Bloomberg News

Sudan Border Clashes Spread, as South Says North Bombs Village

June 09, 2011

June 9 (Bloomberg) -- Clashes between the armies of northern and Southern Sudan widened along their disputed border a month before the south’s independence.

Fighting entered its fifth day in Southern Kordofan state and spread across the north’s sole oil-producing area, United Nations spokesman Kouider Zerrouk said. Southern Sudan’s army said northern planes bombed a village in the south’s neighboring state of Unity, killing three civilians, including a child.

Clashes along the border have raised concern about a resumption of the two-decade civil war that ended with a 2005 peace agreement. While the two sides are still negotiating the border, President Umar al-Bashir’s Sudanese Armed Forces occupied the disputed region of Abyei on May 21 after saying southern forces attacked its soldiers there two days before.

“The borders have not been demarcated and SAF plans to take some of these areas now,” Southern Sudanese army spokesman Philip Aguer said today by phone from Juba, the regional capital. “We have said this is part of a plan by SAF.”

Southern Sudan will assume control of about 75 percent of Sudan’s daily oil production of 490,000 barrels, the third- biggest in sub-Saharan Africa, at independence. The crude is pumped mainly by China National Petroleum Corp., Malaysia’s Petroliam Nasional Bhd and India’s Oil & Natural Gas Corp.

The bombing in Jaw village, in Pariang county, continued in the afternoon, Aguer said. The village, where the Southern Sudanese army has a military base, is close to part of a border that is disputed with northern Sudan, he said.

Sudanese army spokesman Al-Sawarmi Khaled’s phone was switched off when he was called seeking comment.

Southern Kordofan Clashes

In Southern Kordofan, clashes that started in Kadugli, the state capital, spread to the towns of Kauda and Talodi, Zerrouk said. The UN peacekeeping mission in Sudan, known as UNMIS, sent a company of Bangladeshi troops to Kadugli to help protect more than 10,000 civilians sheltering near the UN compound, Zerrouk said.

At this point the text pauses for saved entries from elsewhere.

//! Big-endian cursor over one logical block.

use crate::utils::errors::DemuxError;

/// Size of a DVD-Video logical block.
pub const DVD_VIDEO_LB_LEN: usize = 2048;

/// Cursor over a sector buffer.
///
/// Every read is bounds checked; running off the end yields
/// [`DemuxError::TruncatedPacket`] carrying the absolute byte offset of the
/// failed read (`base + index`).
#[derive(Debug)]
pub struct BinaryCursor<'a> {
    buf: &'a [u8],
    index: usize,
    base: u64,
}

impl<'a> BinaryCursor<'a> {
    pub fn new(buf: &'a [u8]) -> Self {
        Self::with_base(buf, 0)
    }

    /// `base` is the absolute offset of `buf[0]` in the source, used for
    /// error reporting.
    pub fn with_base(buf: &'a [u8], base: u64) -> Self {
        Self {
            buf,
            index: 0,
            base,
        }
    }

    #[inline]
    pub fn position(&self) -> usize {
        self.index
    }

    #[inline]
    pub fn remaining(&self) -> usize {
        self.buf.len().saturating_sub(self.index)
    }

    #[inline]
    pub fn offset(&self) -> u64 {
        self.base + self.index as u64
    }

    /// Absolute offset of an earlier position in this buffer.
    #[inline]
    pub fn offset_of(&self, position: usize) -> u64 {
        self.base + position as u64
    }

    pub fn buffer(&self) -> &'a [u8] {
        self.buf
    }

    #[inline]
    fn truncated(&self) -> DemuxError {
        DemuxError::TruncatedPacket {
            offset: self.offset(),
        }
    }

    pub fn take(&mut self, n: usize) -> Result<&'a [u8], DemuxError> {
        if n > self.remaining() {
            return Err(self.truncated());
        }
        let out = &self.buf[self.index..self.index + n];
        self.index += n;
        Ok(out)
    }

    pub fn read_array<const N: usize>(&mut self) -> Result<[u8; N], DemuxError> {
        let mut out = [0u8; N];
        out.copy_from_slice(self.take(N)?);
        Ok(out)
    }

    #[inline]
    pub fn read_u8(&mut self) -> Result<u8, DemuxError> {
        Ok(self.take(1)?[0])
    }

    #[inline]
    pub fn read_u16(&mut self) -> Result<u16, DemuxError> {
        Ok(u16::from_be_bytes(self.read_array()?))
    }

    #[inline]
    pub fn read_u32(&mut self) -> Result<u32, DemuxError> {
        Ok(u32::from_be_bytes(self.read_array()?))
    }

    pub fn skip(&mut self, n: usize) -> Result<(), DemuxError> {
        self.take(n).map(|_| ())
    }

    /// Moves to an absolute position inside the buffer.
    pub fn seek_to(&mut self, position: usize) -> Result<(), DemuxError> {
        if position > self.buf.len() {
            return Err(DemuxError::TruncatedPacket {
                offset: self.offset_of(position),
            });
        }
        self.index = position;
        Ok(())
    }
}

#[cfg(test)]
mod tests {
    use super::*;

    #[test]
    fn reads_big_endian() -> anyhow::Result<()> {
        let data = [0x12, 0x34, 0x56, 0x78, 0x9A, 0xBC, 0xDE];
        let mut cursor = BinaryCursor::new(&data);

        assert_eq!(cursor.read_u8()?, 0x12);
        assert_eq!(cursor.read_u16()?, 0x3456);
        assert_eq!(cursor.read_u32()?, 0x789A_BCDE);
        assert_eq!(cursor.remaining(), 0);
        Ok(())
    }

    #[test]
    fn overrun_reports_absolute_offset() {
        let data = [0u8; DVD_VIDEO_LB_LEN];
        let mut cursor = BinaryCursor::with_base(&data, 3 * DVD_VIDEO_LB_LEN as u64);

        assert!(cursor.skip(DVD_VIDEO_LB_LEN - 1).is_ok());
        match cursor.read_u16() {
            Err(DemuxError::TruncatedPacket { offset }) => {
                assert_eq!(offset, 4 * DVD_VIDEO_LB_LEN as u64 - 1)
            }
            other => panic!("expected TruncatedPacket, got {other:?}"),
        }
        // A failed read does not move the cursor
        assert_eq!(cursor.remaining(), 1);
    }
}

“We urge the parties to give access to UNMIS and the humanitarian agencies to undertake the necessary assessment and provide vital assistance,” he said by phone from Khartoum, the capital.

The state-run SUNA news agency reported yesterday that the Sudanese army is deploying throughout the state after it gained control of Kadugli. Troops loyal to Southern Sudan’s army in the state were rebelling against the government in Khartoum with the support of “outside forces,” SUNA cited top presidential aide Nafie Ali Nafie as saying.

Battlegrounds

Under the peace agreement, the northern and southern armies were due to jointly patrol Southern Kordofan and Blue Nile states on the northern side of the border and Abyei. All three areas were key battlegrounds during the civil war and have ethnic groups loyal to the south, and others that want to be part of the north.

Clashes on June 5 killed one Sudanese army soldier and injured seven others, according to Sudanese army spokesman Khaled. The bodies of four policemen and two civilians were brought to the Kadugli police hospital after fighting on June 7, Zerrouk said.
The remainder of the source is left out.